Xue Li is a senior lecturer in Information Technology and Electrical Engineering at the University of Queensland, Australia, and an adjunct professor in Electronic Science and Technology, China. He has a master’s in computer science from University of Queensland and a PhD in information systems from Queensland University of Technology. He is currently interested in researches of data mining on streaming data, text mining, and intelligent information systems. He has been teaching databases, programming, and data mining courses in the Australian universities of QUT, UNSW, and UQ for the last 10 years. He has published more than 50 research papers in journals, editorials of journals, book chapters, and international conferences. He is currently a holder of a large Australian ARC grant on streaming data mining.
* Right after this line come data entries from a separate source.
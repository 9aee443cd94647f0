use crate::location::PostalAddress;

/// Look up city and state from a US zip code
pub fn lookup_zipcode(zip: &str) -> Option<(String, String)> {
    // Avoid zipcodes::matching to suppress debug_print output.
    let zip = zip.split('-').next()?.trim();
    let results = zipcodes::filter_by(vec![|z| z.zip_code == zip], None).ok()?;
    let info = results.first()?;
    Some((info.city.clone(), info.state.clone()))
}

/// Fill a missing locality or region of a US address from its zip code
pub fn fill_from_zipcode(address: &mut PostalAddress, country_code: Option<&str>) {
    if !country_code.is_some_and(|c| c.eq_ignore_ascii_case("us")) {
        return;
    }
    if address.locality.is_some() && address.administrative_area.is_some() {
        return;
    }
    let Some((city, state)) = address.postal_code.as_deref().and_then(lookup_zipcode) else {
        return;
    };
    address.locality.get_or_insert(city);
    address.administrative_area.get_or_insert(state);
}
use std::net::SocketAddr;

use anyhow::{Context, Result};
use tracing_subscriber::{layer::SubscriberExt, util::SubscriberInitExt};

use results_converter::{ConverterConfig, api};

#[tokio::main]
async fn main() -> Result<()> {
    // Initialize tracing/logging
    tracing_subscriber::registry()
        .with(
            tracing_subscriber::EnvFilter::try_from_default_env().unwrap_or_else(|_| {
                "server=info,results_converter=info,tower_http=debug".into()
            }),
        )
        .with(tracing_subscriber::fmt::layer())
        .init();

    let config = ConverterConfig::from_env();
    tracing::info!(location = ?config.location, "Starting results converter server");

    let provider = config
        .build_provider()
        .context("Failed to initialize location provider")?;
    let app = api::router(provider);

    let addr = SocketAddr::from(([0, 0, 0, 0], config.port));
    tracing::info!("Server listening on {}", addr);

    // Run server with graceful shutdown
    let listener = tokio::net::TcpListener::bind(addr).await?;
    axum::serve(listener, app)
        .with_graceful_shutdown(shutdown_signal())
        .await
        .context("Server error")?;

    tracing::info!("Server shut down gracefully");
    Ok(())
}

/// Graceful shutdown signal handler
async fn shutdown_signal() {
    use tokio::signal;

    let ctrl_c = async {
        if let Err(e) = signal::ctrl_c().await {
            tracing::error!("Failed to listen for Ctrl+C: {}", e);
            std::future::pending::<()>().await;
        }
    };

    #[cfg(unix)]
    let terminate = async {
        match signal::unix::signal(signal::unix::SignalKind::terminate()) {
            Ok(mut sigterm) => {
                sigterm.recv().await;
            }
            Err(e) => {
                tracing::error!("Failed to install SIGTERM handler: {}", e);
                std::future::pending::<()>().await;
            }
        }
    };

    #[cfg(not(unix))]
    let terminate = std::future::pending::<()>();

    tokio::select! {
        _ = ctrl_c => {
            tracing::info!("Received Ctrl+C, shutting down gracefully...");
        }
        _ = terminate => {
            tracing::info!("Received SIGTERM, shutting down gracefully...");
        }
    }
}
//! Platform collaborators the core consumes but does not implement.
//!
//! Location acquisition, reverse geocoding and the clipboard are injected
//! through these traits so the provider and session run without an OS
//! environment (and with fakes in tests).

use anyhow::Result;
use futures::future::BoxFuture;

use crate::location::{Coordinate, PostalAddress};

/// Outcome of asking the user for location access
#[derive(Debug, Clone, Copy, PartialEq, Eq)]
pub enum Authorization {
    Granted,
    Denied,
}

/// Source of coordinate fixes (OS location service, IP lookup, fixed value).
pub trait LocationSource: Send + Sync {
    /// Whether location services are enabled at the platform level
    fn services_enabled(&self) -> bool;

    /// Ask for permission to read the location
    fn request_authorization(&self) -> BoxFuture<'_, Authorization>;

    /// Acquire one coordinate fix
    fn start_single_location_update(&self) -> BoxFuture<'_, Result<Coordinate>>;

    /// Stop any further updates after a successful fix
    fn stop_updates(&self) {}
}

/// Converts a coordinate pair into postal address components
pub trait Geocoder: Send + Sync {
    fn reverse_geocode(&self, coordinate: Coordinate) -> BoxFuture<'_, Result<PostalAddress>>;
}

/// Plain-text sink for the formatted markdown
pub trait Clipboard: Send + Sync {
    fn set_text<'a>(&'a self, text: &'a str) -> BoxFuture<'a, Result<()>>;
}
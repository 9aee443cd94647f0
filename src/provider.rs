//! Permission-gated, single-shot location acquisition.
//!
//! Each request cycle asks for authorization, acquires one fix, reverse
//! geocodes it and publishes exactly one terminal [`LocationResult`] through a
//! `watch` channel. Observers subscribe to that channel instead of being
//! called back.
//!
//! A new request while a cycle is still running cancels the running cycle.
//! A cancelled cycle never publishes.

use std::sync::{Arc, Mutex, PoisonError};

use tokio::sync::watch;
use tokio::task::JoinHandle;

use crate::location::{LocationError, LocationResult, location_text};
use crate::platform::{Authorization, Geocoder, LocationSource};

/// Shared handle to the location state; clones observe the same cycles.
#[derive(Clone)]
pub struct LocationProvider {
    inner: Arc<ProviderInner>,
}

struct ProviderInner {
    source: Arc<dyn LocationSource>,
    geocoder: Arc<dyn Geocoder>,
    state: watch::Sender<LocationResult>,
    cycle: Mutex<Cycle>,
}

#[derive(Default)]
struct Cycle {
    generation: u64,
    task: Option<JoinHandle<()>>,
}

impl LocationProvider {
    pub fn new(source: Arc<dyn LocationSource>, geocoder: Arc<dyn Geocoder>) -> Self {
        let (state, _) = watch::channel(LocationResult::Unset);
        Self {
            inner: Arc::new(ProviderInner {
                source,
                geocoder,
                state,
                cycle: Mutex::new(Cycle::default()),
            }),
        }
    }

    /// Start a new request cycle.
    ///
    /// Publishes `Unavailable` right away when location services are disabled,
    /// otherwise publishes `Pending` and spawns the acquisition on the current
    /// Tokio runtime. Must be called from within a runtime.
    ///
    /// The services check runs before authorization: a disabled platform
    /// never shows the permission prompt, since no fix could follow it.
    pub fn request_permission_and_start(&self) {
        let mut cycle = self
            .inner
            .cycle
            .lock()
            .unwrap_or_else(PoisonError::into_inner);

        cycle.generation += 1;
        if let Some(task) = cycle.task.take()
            && !task.is_finished()
        {
            tracing::info!("Cancelling in-flight location request");
            task.abort();
        }

        if !self.inner.source.services_enabled() {
            tracing::warn!("Location services are disabled");
            self.inner
                .state
                .send_replace(LocationError::ServiceDisabled.into());
            return;
        }

        tracing::info!(cycle = cycle.generation, "Requesting location");
        self.inner.state.send_replace(LocationResult::Pending);

        let generation = cycle.generation;
        let inner = self.inner.clone();
        cycle.task = Some(tokio::spawn(async move {
            let result = inner.acquire().await;
            inner.publish(generation, result);
        }));
    }

    /// Latest published result
    pub fn current(&self) -> LocationResult {
        self.inner.state.borrow().clone()
    }

    /// Receiver that is notified on every published transition
    pub fn subscribe(&self) -> watch::Receiver<LocationResult> {
        self.inner.state.subscribe()
    }

    /// Wait until the current cycle reaches a terminal state.
    ///
    /// Returns immediately with `Unset` when no request has been made.
    pub async fn wait_for_terminal(&self) -> LocationResult {
        let mut rx = self.subscribe();
        match rx
            .wait_for(|r| r.is_terminal() || *r == LocationResult::Unset)
            .await
        {
            Ok(result) => result.clone(),
            Err(_) => self.current(),
        }
    }
}

impl ProviderInner {
    async fn acquire(&self) -> LocationResult {
        if self.source.request_authorization().await == Authorization::Denied {
            return LocationError::PermissionDenied.into();
        }

        let coordinate = match self.source.start_single_location_update().await {
            Ok(coordinate) => coordinate,
            Err(e) => return LocationError::AcquisitionFailed(format!("{:#}", e)).into(),
        };
        tracing::debug!(
            lat = coordinate.latitude,
            lon = coordinate.longitude,
            "Location fix acquired"
        );

        match self.geocoder.reverse_geocode(coordinate).await {
            Ok(address) => {
                self.source.stop_updates();
                LocationResult::Available(location_text(coordinate, &address))
            }
            Err(e) => LocationError::GeocodeFailed(format!("{:#}", e)).into(),
        }
    }

    /// Publish a terminal result unless a newer cycle has started
    fn publish(&self, generation: u64, result: LocationResult) {
        let cycle = self.cycle.lock().unwrap_or_else(PoisonError::into_inner);
        if cycle.generation != generation {
            tracing::debug!(generation, "Dropping result of superseded location request");
            return;
        }
        match &result {
            LocationResult::Unavailable(reason) => tracing::warn!("{}", reason),
            _ => tracing::info!("Location available"),
        }
        self.state.send_replace(result);
    }
}
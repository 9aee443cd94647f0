//! Converts pasted diagnostic result text into markdown.
//!
//! Section markers become headings, `key<TAB>value` lines become bold list
//! items, and an available location is appended as its own section.

use crate::location::LocationResult;
use crate::markers::MARKER_TABLE;

/// Replace every known section marker with its heading
pub fn apply_markers(raw: &str) -> String {
    let mut text = raw.to_string();
    for (marker, heading) in MARKER_TABLE {
        if text.contains(marker) {
            text = text.replace(marker, heading);
        }
    }
    text
}

/// Convert a `key<TAB>value` line into `- **key**: value`.
///
/// Returns `None` when the line has no tab, more than one tab, or nothing on
/// one side of the tab. Both sides are trimmed only after that check, so a
/// whitespace-only key or value still yields a list item.
pub fn format_pair_line(line: &str) -> Option<String> {
    let (key, value) = line.split_once('\t')?;
    if value.contains('\t') || key.is_empty() || value.is_empty() {
        return None;
    }
    Some(format!("- **{}**: {}", key.trim(), value.trim()))
}

/// Format raw result text as markdown, appending the location if one is available.
///
/// Deterministic and total: the output depends only on the two inputs.
pub fn format_markdown(raw: &str, location: &LocationResult) -> String {
    let mut text = apply_markers(raw);

    if let Some(location_text) = location.available_text() {
        text.push_str("\n\n## Location\n");
        text.push_str(location_text);
    }

    let mut pairs = 0;
    let lines: Vec<String> = text
        .split('\n')
        .map(|line| match format_pair_line(line) {
            Some(item) => {
                pairs += 1;
                item
            }
            None => line.to_string(),
        })
        .collect();

    tracing::debug!(lines = lines.len(), pairs, "formatted markdown");
    lines.join("\n")
}

#[cfg(test)]
mod tests {
    use super::*;

    const LOCATION: &str =
        "Latitude: 1.0\nLongitude: 2.0\nAddress: 1 Main St, City, ST 00000, Country";

    #[test]
    fn test_ethernet_section() {
        let out = format_markdown("ethernet_green Test\nStatus\tOK", &LocationResult::Unset);
        assert_eq!(out, "# Ethernet Test\n- **Status**: OK");
    }

    #[test]
    fn test_poe_section_with_location() {
        let location = LocationResult::Available(LOCATION.to_string());
        let out = format_markdown("flash_on_green PoE\nWatts\t15.4", &location);
        assert_eq!(
            out,
            "## PoE\n- **Watts**: 15.4\n\n## Location\nLatitude: 1.0\nLongitude: 2.0\nAddress: 1 Main St, City, ST 00000, Country"
        );
    }

    #[test]
    fn test_two_tabs_pass_through() {
        assert_eq!(format_markdown("a\tb\tc", &LocationResult::Unset), "a\tb\tc");
    }

    #[test]
    fn test_every_marker_replaced() {
        let raw: Vec<&str> = MARKER_TABLE.iter().map(|(m, _)| *m).collect();
        let raw = raw.join("\nsome text\n");
        let out = format_markdown(&raw, &LocationResult::Unset);
        for (marker, heading) in MARKER_TABLE {
            assert!(!out.contains(marker), "Marker '{}' left in output", marker);
            assert!(out.contains(heading), "Heading '{}' missing", heading);
        }
        assert_eq!(out.matches("some text").count(), MARKER_TABLE.len() - 1);
    }

    #[test]
    fn test_repeated_marker_all_occurrences() {
        let out = apply_markers("ll_dns_black DNS x ll_dns_black DNS");
        assert_eq!(out, "## DNS x ## DNS");
    }

    #[test]
    fn test_unknown_text_unchanged() {
        let raw = "Hello there\n\nNo markers here: ll_dns_green DNS";
        assert_eq!(format_markdown(raw, &LocationResult::Unset), raw);
    }

    #[test]
    fn test_pair_line_trimming() {
        assert_eq!(
            format_pair_line("  IP Address \t 10.0.0.2  ").as_deref(),
            Some("- **IP Address**: 10.0.0.2")
        );
        assert_eq!(format_pair_line("Status\t"), None);
        assert_eq!(format_pair_line("\tOK"), None);
        assert_eq!(format_pair_line("no tab"), None);
    }

    #[test]
    fn test_whitespace_only_side_still_converts() {
        assert_eq!(format_pair_line("  \tOK").as_deref(), Some("- ****: OK"));
        assert_eq!(
            format_pair_line("Status\t  ").as_deref(),
            Some("- **Status**: ")
        );
        assert_eq!(format_pair_line("   \t  ").as_deref(), Some("- ****: "));

        let out = format_markdown("ll_dhcp_green DHCP\n \tleased", &LocationResult::Unset);
        assert_eq!(out, "## DHCP\n- ****: leased");
    }

    #[test]
    fn test_windows_line_endings_trimmed() {
        let out = format_markdown("Speed\t1000 Mbps\r\nDuplex\tFull\r", &LocationResult::Unset);
        assert_eq!(out, "- **Speed**: 1000 Mbps\n- **Duplex**: Full");
    }

    #[test]
    fn test_blank_lines_kept() {
        let out = format_markdown("ll_link_green Link\n\nSpeed\t1G\n", &LocationResult::Unset);
        assert_eq!(out, "## Link\n\n- **Speed**: 1G\n");
    }

    #[test]
    fn test_empty_input() {
        assert_eq!(format_markdown("", &LocationResult::Unset), "");
        let location = LocationResult::Available("Here".to_string());
        assert_eq!(format_markdown("", &location), "\n\n## Location\nHere");
    }

    #[test]
    fn test_no_block_without_location() {
        for location in [
            LocationResult::Unset,
            LocationResult::Pending,
            LocationResult::Unavailable("Error retrieving location: offline".to_string()),
        ] {
            let out = format_markdown("ll_www_green TCP\nPort\t443", &location);
            assert_eq!(out, "## TCP\n- **Port**: 443");
            assert!(!out.contains("## Location"));
        }
    }

    #[test]
    fn test_location_ends_output() {
        let location = LocationResult::Available(LOCATION.to_string());
        let out = format_markdown("ll_gateway_green Gateway\nReachable\tyes", &location);
        assert!(out.ends_with(&format!("\n\n## Location\n{}", LOCATION)));
    }

    #[test]
    fn test_deterministic() {
        let raw = "ll_dhcp_green DHCP\nLease\t3600 s\nx\ty\tz";
        let location = LocationResult::Available(LOCATION.to_string());
        assert_eq!(format_markdown(raw, &location), format_markdown(raw, &location));
    }
}
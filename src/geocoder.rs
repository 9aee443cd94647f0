//! Reverse geocoding against an OpenStreetMap Nominatim endpoint.

use std::time::Duration;

use anyhow::{Context, Result};
use futures::FutureExt;
use futures::future::BoxFuture;
use serde::Deserialize;
use wreq::{Client, header};

use crate::location::{Coordinate, PostalAddress};
use crate::platform::Geocoder;
use crate::zipcode::fill_from_zipcode;

pub const DEFAULT_GEOCODER_URL: &str = "https://nominatim.openstreetmap.org";

const USER_AGENT: &str = concat!("results-converter/", env!("CARGO_PKG_VERSION"));

/// Build the HTTP client shared by the network-backed collaborators
pub fn build_http_client(timeout: Duration) -> Result<Client> {
    let client = Client::builder()
        .timeout(timeout)
        .gzip(true)
        .brotli(true)
        .zstd(true)
        .build()?;
    Ok(client)
}

/// Nominatim `/reverse` response; only the fields we read
#[derive(Debug, Deserialize)]
struct ReverseResponse {
    error: Option<String>,
    address: Option<NominatimAddress>,
}

#[derive(Debug, Default, Deserialize)]
struct NominatimAddress {
    house_number: Option<String>,
    road: Option<String>,
    // Nominatim picks one of these depending on settlement size
    city: Option<String>,
    town: Option<String>,
    village: Option<String>,
    hamlet: Option<String>,
    state: Option<String>,
    postcode: Option<String>,
    country: Option<String>,
    country_code: Option<String>,
}

impl NominatimAddress {
    fn into_postal_address(self) -> PostalAddress {
        let mut address = PostalAddress {
            sub_thoroughfare: self.house_number,
            thoroughfare: self.road,
            locality: self.city.or(self.town).or(self.village).or(self.hamlet),
            administrative_area: self.state,
            postal_code: self.postcode,
            country: self.country,
        };
        fill_from_zipcode(&mut address, self.country_code.as_deref());
        address
    }
}

/// Parse a `/reverse?format=jsonv2` body into address components
fn parse_reverse_response(body: &str) -> Result<PostalAddress> {
    let response: ReverseResponse =
        serde_json::from_str(body).context("Failed to parse geocoder response")?;

    if let Some(error) = response.error {
        anyhow::bail!("{}", error);
    }

    let address = response
        .address
        .ok_or_else(|| anyhow::anyhow!("No address found for this location"))?;
    Ok(address.into_postal_address())
}

pub struct NominatimGeocoder {
    http_client: Client,
    base_url: String,
}

impl NominatimGeocoder {
    pub fn new(http_client: Client, base_url: impl Into<String>) -> Self {
        Self {
            http_client,
            base_url: base_url.into().trim_end_matches('/').to_string(),
        }
    }

    fn reverse_url(&self, coordinate: Coordinate) -> String {
        format!(
            "{}/reverse?format=jsonv2&addressdetails=1&lat={}&lon={}",
            self.base_url, coordinate.latitude, coordinate.longitude
        )
    }

    async fn lookup(&self, coordinate: Coordinate) -> Result<PostalAddress> {
        let url = self.reverse_url(coordinate);
        tracing::debug!(%url, "Reverse geocoding");

        let response = self
            .http_client
            .get(&url)
            .header(header::USER_AGENT, USER_AGENT)
            .header(header::ACCEPT, "application/json")
            .send()
            .await
            .context("Geocoder request failed")?;

        let status = response.status();
        let body = response
            .text()
            .await
            .context("Failed to read geocoder response")?;

        if !status.is_success() {
            anyhow::bail!("Geocoder returned {}", status);
        }

        parse_reverse_response(&body)
    }
}

impl Geocoder for NominatimGeocoder {
    fn reverse_geocode(&self, coordinate: Coordinate) -> BoxFuture<'_, Result<PostalAddress>> {
        self.lookup(coordinate).boxed()
    }
}
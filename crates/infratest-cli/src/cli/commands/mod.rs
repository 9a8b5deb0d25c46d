//! CLI command handlers, one file per command family.

mod config;
mod wait_cmd;
mod wait_http;
mod wait_k8s;

pub use config::run_config;
pub use wait_cmd::run_wait_cmd;
pub use wait_http::run_wait_http;
pub use wait_k8s::{run_wait_deployment, run_wait_pod, run_wait_pv, run_wait_pvc};
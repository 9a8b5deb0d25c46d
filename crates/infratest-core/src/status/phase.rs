//! Lifecycle phases reported by Kubernetes for volumes, claims and pods.

use serde::{Deserialize, Serialize};
use std::fmt;
use std::str::FromStr;

#[derive(Debug, Clone, Copy, PartialEq, Eq, Hash, Serialize, Deserialize)]
pub enum PersistentVolumePhase {
    Pending,
    Available,
    Bound,
    Released,
    Failed,
}

#[derive(Debug, Clone, Copy, PartialEq, Eq, Hash, Serialize, Deserialize)]
pub enum PersistentVolumeClaimPhase {
    Pending,
    Bound,
    Lost,
}

/// Phases newer than this list deserialize as `Unknown`.
#[derive(Debug, Clone, Copy, PartialEq, Eq, Hash, Serialize, Deserialize)]
#[serde(from = "String")]
pub enum PodPhase {
    Pending,
    Running,
    Succeeded,
    Failed,
    Unknown,
}

/// Error parsing a phase name.
#[derive(Debug, Clone, PartialEq, Eq, thiserror::Error)]
#[error("unknown {kind} phase '{value}'")]
pub struct ParsePhaseError {
    pub kind: &'static str,
    pub value: String,
}

impl PersistentVolumePhase {
    /// The volume cannot recover from this phase on its own.
    pub fn is_terminal_failure(&self) -> bool {
        matches!(self, PersistentVolumePhase::Failed)
    }

    pub fn as_str(&self) -> &'static str {
        match self {
            PersistentVolumePhase::Pending => "Pending",
            PersistentVolumePhase::Available => "Available",
            PersistentVolumePhase::Bound => "Bound",
            PersistentVolumePhase::Released => "Released",
            PersistentVolumePhase::Failed => "Failed",
        }
    }
}

impl PersistentVolumeClaimPhase {
    /// The claim lost its volume; it will not bind again.
    pub fn is_terminal_failure(&self) -> bool {
        matches!(self, PersistentVolumeClaimPhase::Lost)
    }

    pub fn as_str(&self) -> &'static str {
        match self {
            PersistentVolumeClaimPhase::Pending => "Pending",
            PersistentVolumeClaimPhase::Bound => "Bound",
            PersistentVolumeClaimPhase::Lost => "Lost",
        }
    }
}

impl PodPhase {
    pub fn is_terminal_failure(&self) -> bool {
        matches!(self, PodPhase::Failed)
    }

    /// All containers have exited; the pod will never run again.
    pub fn is_terminated(&self) -> bool {
        matches!(self, PodPhase::Succeeded | PodPhase::Failed)
    }

    pub fn as_str(&self) -> &'static str {
        match self {
            PodPhase::Pending => "Pending",
            PodPhase::Running => "Running",
            PodPhase::Succeeded => "Succeeded",
            PodPhase::Failed => "Failed",
            PodPhase::Unknown => "Unknown",
        }
    }
}

impl From<String> for PodPhase {
    fn from(s: String) -> Self {
        s.parse().unwrap_or(PodPhase::Unknown)
    }
}

macro_rules! phase_str_impls {
    ($ty:ty, $kind:literal, [$($variant:ident),+]) => {
        impl fmt::Display for $ty {
            fn fmt(&self, f: &mut fmt::Formatter<'_>) -> fmt::Result {
                f.write_str(self.as_str())
            }
        }

        impl FromStr for $ty {
            type Err = ParsePhaseError;

            /// Case-insensitive, so CLI users can type `available`.
            fn from_str(s: &str) -> Result<Self, Self::Err> {
                $(
                    if s.eq_ignore_ascii_case(stringify!($variant)) {
                        return Ok(<$ty>::$variant);
                    }
                )+
                Err(ParsePhaseError {
                    kind: $kind,
                    value: s.to_string(),
                })
            }
        }
    };
}

phase_str_impls!(
    PersistentVolumePhase,
    "persistent volume",
    [Pending, Available, Bound, Released, Failed]
);
phase_str_impls!(
    PersistentVolumeClaimPhase,
    "persistent volume claim",
    [Pending, Bound, Lost]
);
phase_str_impls!(PodPhase, "pod", [Pending, Running, Succeeded, Failed, Unknown]);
iii Shichao Zhang is a senior research fellow in the Faculty of Information Technology at UTS, Australia, and a chair professor of automatic control at BUAA, China. He received his PhD in computer science from Deakin University, Australia. His research interests include data analysis and smart pattern discovery. He has published about 40 international journal papers, including six in IEEE/ACM Transactions, two in Information Systems, and six in IEEE magazines; and over 40 international conference papers, including two ICML papers. He has won four China NSF/863 grants, two Australian large ARC grants, and two Australian small ARC grants. He is a senior member of the IEEE, a member of the ACM, and serving as an associate editor for Knowledge and Information Systems and The IEEE Intelligent Informatics Bulletin. Shuliang Wang, PhD, is a professor in spatial data mining and software engineering, International School of Software, and the director of the Data Mining Laboratory, Wuhan University, China. Dr. Wang has been researching and working in the area of spatial data mining and software engineering since 1997 in Hong Kong, New Zealand, Australia, and Mainland China. He won his bachelor’s at Wuhan University in 1997 and PhD at Wuhan University and the Hong Kong Polytechnic University in 2002. As a postdoctoral research fellow, he worked in the Hong Kong Polytechnic University and Tsinghua University. In 2005, his doctoral thesis was awarded one of “100 best national theses in China”. Dr. Wang has published over 50 research articles and more than five monographs. Two monographs were respectively published by Springer and the International Society for Optical Engineering (SPIE). Since he has joined Wuhan University in 2004, Dr. Wang has won over 2 million RMB for three projects as principal investigator. His current research interests include spatial data mining, software engineering, GIS, remote sensing, spatial data uncertainties, complex network, and soft computing.